LinuxQuestions.org
Share your knowledge at the LQ Wiki.
Go Back   LinuxQuestions.org > Forums > Linux Forums > Linux - Server
User Name
Password
Linux - Server This forum is for the discussion of Linux Software used in a server related context.

Notices


Reply
  Search this Thread
Old 08-07-2012, 10:58 AM   #1
John King
LQ Newbie
 
Registered: Aug 2012
Posts: 9

Rep: Reputation: Disabled
Question Configuring / Usage of RAID 0 & RAID 5 with PV / VG / LVM


Hello Everyone,

We are building a RHEL5 Server as per requirement and it has the following disk configuration;

#cat /proc/driver/cciss/cciss0
cciss0: HP Smart Array 6i Controller
Board ID: 0x40910e11
Firmware Version: 2.36
IRQ: 177
Logical drives: 2
Sector size: 8192
Current Q depth: 0
Current # commands on controller: 0
Max Q depth since init: 12
Max # commands on controller since init: 12
Max SG entries since init: 127
Sequential access devices: 0

cciss/c0d0: 299.99GB RAID 1(1+0)
cciss/c0d1: 899.98GB RAID 5

In the partitioning scheme during build we clubbed both these PVs for the VolGroup00's usage like below;

#pvs

PV VG Fmt Attr PSize PFree
/dev/cciss/c0d0p2 VolGroup00 lvm2 a-- 279.19G 0
/dev/cciss/c0d1p1 VolGroup00 lvm2 a-- 838.16G 0

We have been noticing the server booting up fine and working all well for 24-36 hours under heavy loads of 20 due to test "dd" write/read operations before hand-off for usage to others. However, all of a sudden we notice EXT3 FS errors and the server is inaccessible like FS erros attached.

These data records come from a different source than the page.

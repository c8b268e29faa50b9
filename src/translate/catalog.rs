use std::{collections::HashMap, fs, path::Path};

use serde_json::Value;

use super::Translator;
use crate::errors::{Result, WizardError};

/// Translator backed by a locale document such as
/// `{"pages": {"confirm": {"header": "Check your answers"}}}`.
///
/// Nested objects are flattened into dotted keys.
#[derive(Debug, Clone, Default)]
pub struct Catalog {
    entries: HashMap<String, String>,
}

impl Catalog {
    pub fn new() -> Self {
        Self::default()
    }

    pub fn from_json_str(data: &str) -> Result<Self> {
        let document: Value = serde_json::from_str(data)?;
        Self::from_value(&document)
    }

    pub fn load_from_path(path: &Path) -> Result<Self> {
        let data = fs::read_to_string(path)?;
        Self::from_json_str(&data)
    }

    pub fn from_value(document: &Value) -> Result<Self> {
        let Value::Object(_) = document else {
            return Err(WizardError::Config(
                "locale document must be a JSON object".into(),
            ));
        };
        let mut catalog = Self::new();
        flatten_into(&mut catalog.entries, String::new(), document);
        Ok(catalog)
    }

    pub fn insert(&mut self, key: impl Into<String>, text: impl Into<String>) {
        self.entries.insert(key.into(), text.into());
    }

    pub fn with(mut self, key: impl Into<String>, text: impl Into<String>) -> Self {
        self.insert(key, text);
        self
    }

    pub fn len(&self) -> usize {
        self.entries.len()
    }

    pub fn is_empty(&self) -> bool {
        self.entries.is_empty()
    }
}

fn flatten_into(entries: &mut HashMap<String, String>, prefix: String, value: &Value) {
    match value {
        Value::Object(map) => {
            for (key, nested) in map {
                let path = if prefix.is_empty() {
                    key.clone()
                } else {
                    format!("{prefix}.{key}")
                };
                flatten_into(entries, path, nested);
            }
        }
        Value::String(text) => {
            entries.insert(prefix, text.clone());
        }
        Value::Null => {}
        other => {
            entries.insert(prefix, other.to_string());
        }
    }
}

impl Translator for Catalog {
    fn translate(&self, key: &str) -> String {
        self.entries
            .get(key)
            .cloned()
            .unwrap_or_else(|| key.to_string())
    }
}
use serde_json::Value;

use super::base::{StepController, StepResponse};
use super::request::{Locals, StepRequest};
use crate::config::WizardConfig;
use crate::errors::Result;
use crate::session::StoredItem;
use crate::summary::{add_loop_sections, Section, SectionSource, StandardSummary};

/// Confirmation page: the base step's locals plus `rows`, the wizard's
/// sections with loop sections spliced in.
pub struct SummaryPageController<B> {
    base: B,
    wizard: WizardConfig,
    sections: Box<dyn SectionSource>,
}

impl<B: StepController> SummaryPageController<B> {
    pub fn new(base: B, wizard: WizardConfig) -> Self {
        Self {
            base,
            wizard,
            sections: Box::new(StandardSummary),
        }
    }

    /// Replaces the builder used for the non-loop sections.
    pub fn with_section_source(mut self, source: impl SectionSource + 'static) -> Self {
        self.sections = Box::new(source);
        self
    }

    pub fn wizard(&self) -> &WizardConfig {
        &self.wizard
    }

    pub fn parse_sections(&self, req: &StepRequest<'_>) -> Vec<Section> {
        let session = req.session();
        let base = self
            .sections
            .parse_sections(&self.wizard, session, req.translator);
        add_loop_sections(&self.wizard, base, session, req.translator)
    }
}

impl<B: StepController> StepController for SummaryPageController<B> {
    fn configure(&self, req: &mut StepRequest<'_>) -> Result<()> {
        self.base.configure(req)
    }

    fn get(&self, req: &mut StepRequest<'_>) -> Result<StepResponse> {
        self.base.get(req)
    }

    fn get_values(&self, req: &StepRequest<'_>) -> Result<StoredItem> {
        self.base.get_values(req)
    }

    fn locals(&self, req: &StepRequest<'_>) -> Result<Locals> {
        let mut locals = self.base.locals(req)?;
        let rows = serde_json::to_value(self.parse_sections(req))?;
        locals.insert("rows".into(), rows);
        Ok(locals)
    }

    fn save_values(&self, req: &mut StepRequest<'_>) -> Result<()> {
        self.base.save_values(req)
    }

    fn success_handler(&self, req: &mut StepRequest<'_>) -> Result<()> {
        self.base.success_handler(req)
    }

    fn get_next_step(&self, req: &StepRequest<'_>) -> String {
        self.base.get_next_step(req)
    }

    fn get_back_link(&self, req: &StepRequest<'_>) -> Option<String> {
        self.base.get_back_link(req)
    }

    fn get_fork_target(&self, req: &StepRequest<'_>) -> Option<String> {
        self.base.get_fork_target(req)
    }
}

#[cfg(test)]
mod tests {
    use super::*;
    use crate::controller::base::StandardController;
    use crate::controller::request::{RouteParams, StepOptions};
    use crate::session::{MemorySession, SessionStore};
    use crate::summary::SectionRow;
    use crate::translate::Translator;
    use serde_json::json;

    const WIZARD: &str = r#"{
        "steps": {
            "/name": {"fields": ["name"], "next": "/pets"},
            "/pets": {
                "next": "/confirm",
                "loop": {
                    "route": "/pets",
                    "loopData": {"storeKey": "pets"},
                    "subSteps": {
                        "pet-name": {"fields": ["pet-name"], "next": "add-another"},
                        "add-another": {"fields": ["another"]}
                    }
                }
            },
            "/confirm": {}
        },
        "fields": {"another": {"omitFromSummary": true}}
    }"#;

    struct Fixed;

    impl SectionSource for Fixed {
        fn parse_sections(
            &self,
            _wizard: &WizardConfig,
            _session: &dyn SessionStore,
            _translator: &dyn Translator,
        ) -> Vec<Section> {
            vec![Section {
                section: "fixed".into(),
                fields: vec![SectionRow::spacer()],
            }]
        }
    }

    fn identity(key: &str) -> String {
        key.to_string()
    }

    fn session() -> MemorySession {
        let mut session = MemorySession::new();
        session.set("name", json!("Ada"));
        session.set(
            "pets",
            json!([{"pet-name": "Rex", "another": "yes"}, {"pet-name": "Tom", "another": "no"}]),
        );
        session
    }

    #[test]
    fn locals_carry_spliced_rows() {
        let wizard = WizardConfig::from_json_str(WIZARD).expect("wizard");
        let controller = SummaryPageController::new(StandardController, wizard);
        let mut session = session();
        let req = StepRequest::new(
            RouteParams::default(),
            StepOptions::new("/confirm"),
            &mut session,
            &identity,
        );
        let locals = controller.locals(&req).expect("locals");
        let rows = locals["rows"].as_array().cloned().unwrap_or_default();
        assert_eq!(rows.len(), 2);
        assert_eq!(rows[0]["section"], json!("pages.confirm.sections.name.header"));
        assert_eq!(rows[0]["fields"][0]["value"], json!("Ada"));
        assert_eq!(rows[0]["fields"][0]["step"], json!("/name"));
        assert_eq!(rows[1]["section"], json!("pages.confirm.sections.pets.header"));
        assert_eq!(
            rows[1]["fields"],
            json!([
                {
                    "field": "pet-name",
                    "value": "Rex",
                    "step": "/pets/pet-name/0",
                    "label": "pages.confirm.fields.pet-name.label",
                    "changeLinkDescription": "pages.confirm.fields.pet-name.changeLinkDescription"
                },
                {"spacer": true},
                {
                    "field": "pet-name",
                    "value": "Tom",
                    "step": "/pets/pet-name/1",
                    "label": "pages.confirm.fields.pet-name.label",
                    "changeLinkDescription": "pages.confirm.fields.pet-name.changeLinkDescription"
                }
            ])
        );
        assert_eq!(locals["route"], json!("confirm"));
    }

    #[test]
    fn custom_section_source_is_used_for_base_sections() {
        let wizard = WizardConfig::from_json_str(WIZARD).expect("wizard");
        let controller = SummaryPageController::new(StandardController, wizard).with_section_source(Fixed);
        let mut session = session();
        let req = StepRequest::new(
            RouteParams::default(),
            StepOptions::new("/confirm"),
            &mut session,
            &identity,
        );
        let sections = controller.parse_sections(&req);
        assert_eq!(sections.len(), 2);
        assert_eq!(sections[0].section, "pages.confirm.sections.pets.header");
        assert_eq!(sections[1].section, "fixed");
    }
}
//! Display projections of collected data: loop item summaries, the loop page
//! view model, and the confirmation page sections.

pub mod format;
pub mod items;
pub mod loop_page;
pub mod sections;

pub use format::{display_text, format_value};
pub use items::{to_displayable_summary, ItemSummary, SummaryRow};
pub use loop_page::{resolve_title, summary_for, LoopPageSummary};
pub use sections::{
    add_loop_sections, Section, SectionRow, SectionSource, Spacer, StandardSummary, SummaryField,
};

/// Helpers reused by the loop page composer and exposed for custom pages.
pub mod helpers {
    pub use super::items::to_displayable_summary;
    pub use crate::translate::conditional_translate;
}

We tried recreting Journals and running FS checks. All works well post reboot but fails post 24-36 hours.

My question to the experts is - Will having two physical volumes in the same volume group, cause a problem? Especially a File System issue? One is a raid 1 and the other a raid5. Do we NEED to seperate them like below? Is this a mandate??? Please let me know.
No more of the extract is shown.